▶ Task directions:
Whenever a line in the entries below contains "crate", copy that line.

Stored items
==============================

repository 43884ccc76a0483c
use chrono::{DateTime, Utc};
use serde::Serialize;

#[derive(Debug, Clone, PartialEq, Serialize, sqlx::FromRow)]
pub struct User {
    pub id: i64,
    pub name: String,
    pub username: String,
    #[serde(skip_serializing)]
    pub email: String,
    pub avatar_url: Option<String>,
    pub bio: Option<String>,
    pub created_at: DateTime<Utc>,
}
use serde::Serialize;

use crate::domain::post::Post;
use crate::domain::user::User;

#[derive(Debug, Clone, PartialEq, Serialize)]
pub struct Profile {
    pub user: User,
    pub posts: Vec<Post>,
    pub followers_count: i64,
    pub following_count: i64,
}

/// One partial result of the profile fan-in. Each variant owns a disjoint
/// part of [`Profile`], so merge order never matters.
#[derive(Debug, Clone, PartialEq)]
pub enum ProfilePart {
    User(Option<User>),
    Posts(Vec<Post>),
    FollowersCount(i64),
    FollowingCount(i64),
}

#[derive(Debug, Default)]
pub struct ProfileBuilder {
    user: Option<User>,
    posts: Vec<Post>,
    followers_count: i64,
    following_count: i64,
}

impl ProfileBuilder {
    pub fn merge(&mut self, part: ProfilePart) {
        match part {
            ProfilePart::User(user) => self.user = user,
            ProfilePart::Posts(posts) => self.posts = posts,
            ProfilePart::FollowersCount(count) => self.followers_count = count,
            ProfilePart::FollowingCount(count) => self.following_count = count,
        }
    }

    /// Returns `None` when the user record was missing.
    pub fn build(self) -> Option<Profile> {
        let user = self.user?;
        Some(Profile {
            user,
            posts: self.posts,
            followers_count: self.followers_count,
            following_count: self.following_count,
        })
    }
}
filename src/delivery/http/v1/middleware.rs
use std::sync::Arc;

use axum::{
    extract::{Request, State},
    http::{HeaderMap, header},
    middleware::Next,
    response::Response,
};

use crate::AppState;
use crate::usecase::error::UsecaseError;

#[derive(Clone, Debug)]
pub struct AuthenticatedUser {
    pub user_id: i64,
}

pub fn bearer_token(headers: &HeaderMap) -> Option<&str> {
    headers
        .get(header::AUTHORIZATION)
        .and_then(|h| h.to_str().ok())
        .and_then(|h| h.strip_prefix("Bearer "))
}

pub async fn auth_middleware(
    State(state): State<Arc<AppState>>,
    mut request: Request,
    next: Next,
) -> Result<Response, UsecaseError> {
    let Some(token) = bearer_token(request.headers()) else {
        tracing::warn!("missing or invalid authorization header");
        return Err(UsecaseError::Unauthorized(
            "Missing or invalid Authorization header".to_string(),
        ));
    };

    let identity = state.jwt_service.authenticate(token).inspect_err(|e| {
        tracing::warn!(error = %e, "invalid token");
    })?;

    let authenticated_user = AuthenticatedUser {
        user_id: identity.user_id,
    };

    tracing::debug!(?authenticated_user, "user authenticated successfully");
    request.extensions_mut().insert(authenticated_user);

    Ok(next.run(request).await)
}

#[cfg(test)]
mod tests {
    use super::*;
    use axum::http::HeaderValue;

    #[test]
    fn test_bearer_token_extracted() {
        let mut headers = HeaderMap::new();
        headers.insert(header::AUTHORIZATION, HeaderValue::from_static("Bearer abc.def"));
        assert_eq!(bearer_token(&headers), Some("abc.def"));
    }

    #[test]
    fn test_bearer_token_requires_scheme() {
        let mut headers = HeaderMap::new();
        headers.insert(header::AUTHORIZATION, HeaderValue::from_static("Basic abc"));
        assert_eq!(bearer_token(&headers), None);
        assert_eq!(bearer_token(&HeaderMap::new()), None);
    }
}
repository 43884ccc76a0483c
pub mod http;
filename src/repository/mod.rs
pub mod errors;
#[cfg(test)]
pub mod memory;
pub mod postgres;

==============================

▶ Solution to this problem:
use crate::domain::post::Post;
use crate::domain::user::User;
use crate::AppState;
use crate::usecase::error::UsecaseError;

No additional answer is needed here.